The second spring 30 can be formed by joining the second spring 30 at the joining line 42 by brazing or the like after processing it so that it can be fitted into the notch hole 36 formed in the above. Incidentally, the reduction in current flow path area due to the formation of such notch holes 36 and notches 38 can be eliminated by increasing the thickness of the first spring 28 and the second spring 30, etc. can do.

In the coil 10 configured as described above, the lead wire portion 16 and the lead wire portion 34 are arranged in parallel and facing each other on the same plane as the coil 10, and the lead wire portion 1
6. Since the cross-sectional shapes of 34 are in the same direction, the lead wire portions 16° 34 are made sufficiently close to each other to reduce the area of the current loop and greatly reduce the irregular magnetic field in the lead wire portions compared to the conventional method. be able to.

FIG. 5 is a perspective view showing another embodiment of the notch forming the transition portion 32. In the embodiment shown in FIG.
Groove-shaped notches 44, 46 are formed in each of the first spring 28 and the second spring 30, and the transition portion 32 is formed by fitting these notches 44, 46 into each other. be able to.

In the above example, the coil 10 was formed by winding the conductor twice, but the coil 10 was formed by winding the conductor three times.
Even when the coil 10 is formed by winding the coil 10 more than once, it is possible to similarly form crossing wire portions and arrange the lead wire portions 16 and 34 in the same manner as in the previous embodiment.

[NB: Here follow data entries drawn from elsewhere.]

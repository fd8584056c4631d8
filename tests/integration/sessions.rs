//! Sessions over registered module sources, and schema dumps

use schemalink_foundation::{ErrorKind, Name, SourceMap};
use schemalink_resolver::LoaderConfig;
use schemalink_runtime::{ModuleSource, SchemaSession, from_bytes, load_from_file, save_to_file, to_bytes};

use crate::tree;

fn library_session() -> SchemaSession {
    let mut session = SchemaSession::new().unwrap();
    session
        .register(ModuleSource::new(
            "core",
            tree(r#"{"atoms": {"Isbn": {"extends": "str", "constraints": {"min-length": 10}}}}"#),
        ))
        .unwrap();
    session
        .register(
            ModuleSource::new(
                "people",
                tree(r#"{"concepts": {"Author": {"links": {"name": {"str": {"required": true}}}}}}"#),
            )
            .with_import("c", "core"),
        )
        .unwrap();
    session
        .register(
            ModuleSource::new(
                "library",
                tree(
                    r#"{"concepts": {"Book": {
                        "links": {
                            "isbn": "c.Isbn",
                            "authors": {"p.Author": {"mapping": "**"}}
                        },
                        "computables": {"author_count": "count(self.authors)"}
                    }}}"#,
                ),
            )
            .with_import("c", "core")
            .with_import("p", "people"),
        )
        .unwrap();
    session
}

#[test]
fn session_loads_a_module_graph() {
    let mut session = library_session();
    let schema = session.load("library").unwrap();

    let authors = schema.pointer("Book", "authors").unwrap().as_link().unwrap();
    assert_eq!(authors.target, Some(Name::new("people", "Author")));
    let count = schema.pointer("Book", "author_count").unwrap().as_computable().unwrap();
    assert_eq!(count.target, Some(Name::new("builtins", "int64")));

    let modules: Vec<_> = session.loader().modules().collect();
    assert_eq!(modules, ["builtins", "core", "people", "library"]);
}

#[test]
fn loading_twice_is_a_duplicate() {
    let mut session = library_session();
    session.load("library").unwrap();
    let err = session.load("library").unwrap_err();
    assert!(matches!(err.kind, ErrorKind::DuplicateName(_)));
}

#[test]
fn session_errors_carry_the_document_position() {
    let mut session = SchemaSession::with_config(LoaderConfig::default()).unwrap();
    session
        .register(
            ModuleSource::new("app", tree(r#"{"concepts": {"Book": {"extends": "Missing"}}}"#))
                .with_document("app.schema")
                .with_source_map(SourceMap::new().with("concepts/Book", 2, 4)),
        )
        .unwrap();
    let err = session.load("app").unwrap_err();
    let ctx = err.context.as_ref().unwrap();
    assert_eq!(ctx.source.as_deref(), Some("app.schema"));
    assert_eq!((ctx.line, ctx.column), (Some(2), Some(4)));
}

#[test]
fn dump_of_a_session_schema_round_trips() {
    let mut session = library_session();
    let schema = session.load("library").unwrap();

    let dump = from_bytes(&to_bytes(&schema).unwrap()).unwrap();
    assert_eq!(dump.main_module.as_deref(), Some("library"));
    assert_eq!(dump.schema, schema.represent());

    let path = std::env::temp_dir().join("schemalink_session_dump.msgpack");
    save_to_file(&schema, &path).unwrap();
    let from_file = load_from_file(&path).unwrap();
    assert_eq!(from_file, dump);
    let _ = std::fs::remove_file(&path);
}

Further, in the above embodiments, the conductor has a rectangular cross section, but the conductor may have another shape.

〔Effect of the invention〕

As explained above, according to the present invention, the irregular magnetic field in the Riet wire portion of the coil can be greatly reduced.

[Brief explanation of the drawing]

Fig. 1 is a perspective view showing an example of a conventional magnetic field generating coil, Fig. 2 is a side view of the magnetic field generating coil shown in Fig. 1, and Fig. 3 is a perspective view of an embodiment of the magnetic field generating coil according to the present invention. FIG. 4 is a perspective view showing details of the crossing section of the embodiment, and FIG. 5 is a perspective view of an embodiment of a notch forming the crossing section of the magnetic field generating coil according to the present invention. . 10... Coil, 14.32... Transfer part, 16,2
0゜34... Lead wire part, 28... First spring, 30
...Second spring, 36...Notch hole, 38,44.4
6... Notch part. Agent: Patent Attorney Tatsuyuki Unuma) Condolences

Claims (1)

[Claims] 1. A magnetic field generating coil consisting of a coil formed by spirally winding a conductor and a pair of lead wires for supplying current provided at both ends of the conductor of this coil. An inner conductor that is wound and located inside the coil and an outer conductor that is located outside the coil are crossed in the middle of the coil winding, and the inner conductor including the end portion of the conductor winding of the coil is placed outside the outer conductor. Further, a magnetic field generating coil characterized in that the pair of lead wires are arranged in parallel and facing each other. 2. The intersection of the inner conductor and the outer conductor is achieved by providing a notch in the middle of both, and fitting the notch so that the inner conductor is located outside the outer conductor at the intersection. Claim 1 characterized in that it is formed in a multilayered manner.
The magnetic field generating coil described in Section 1.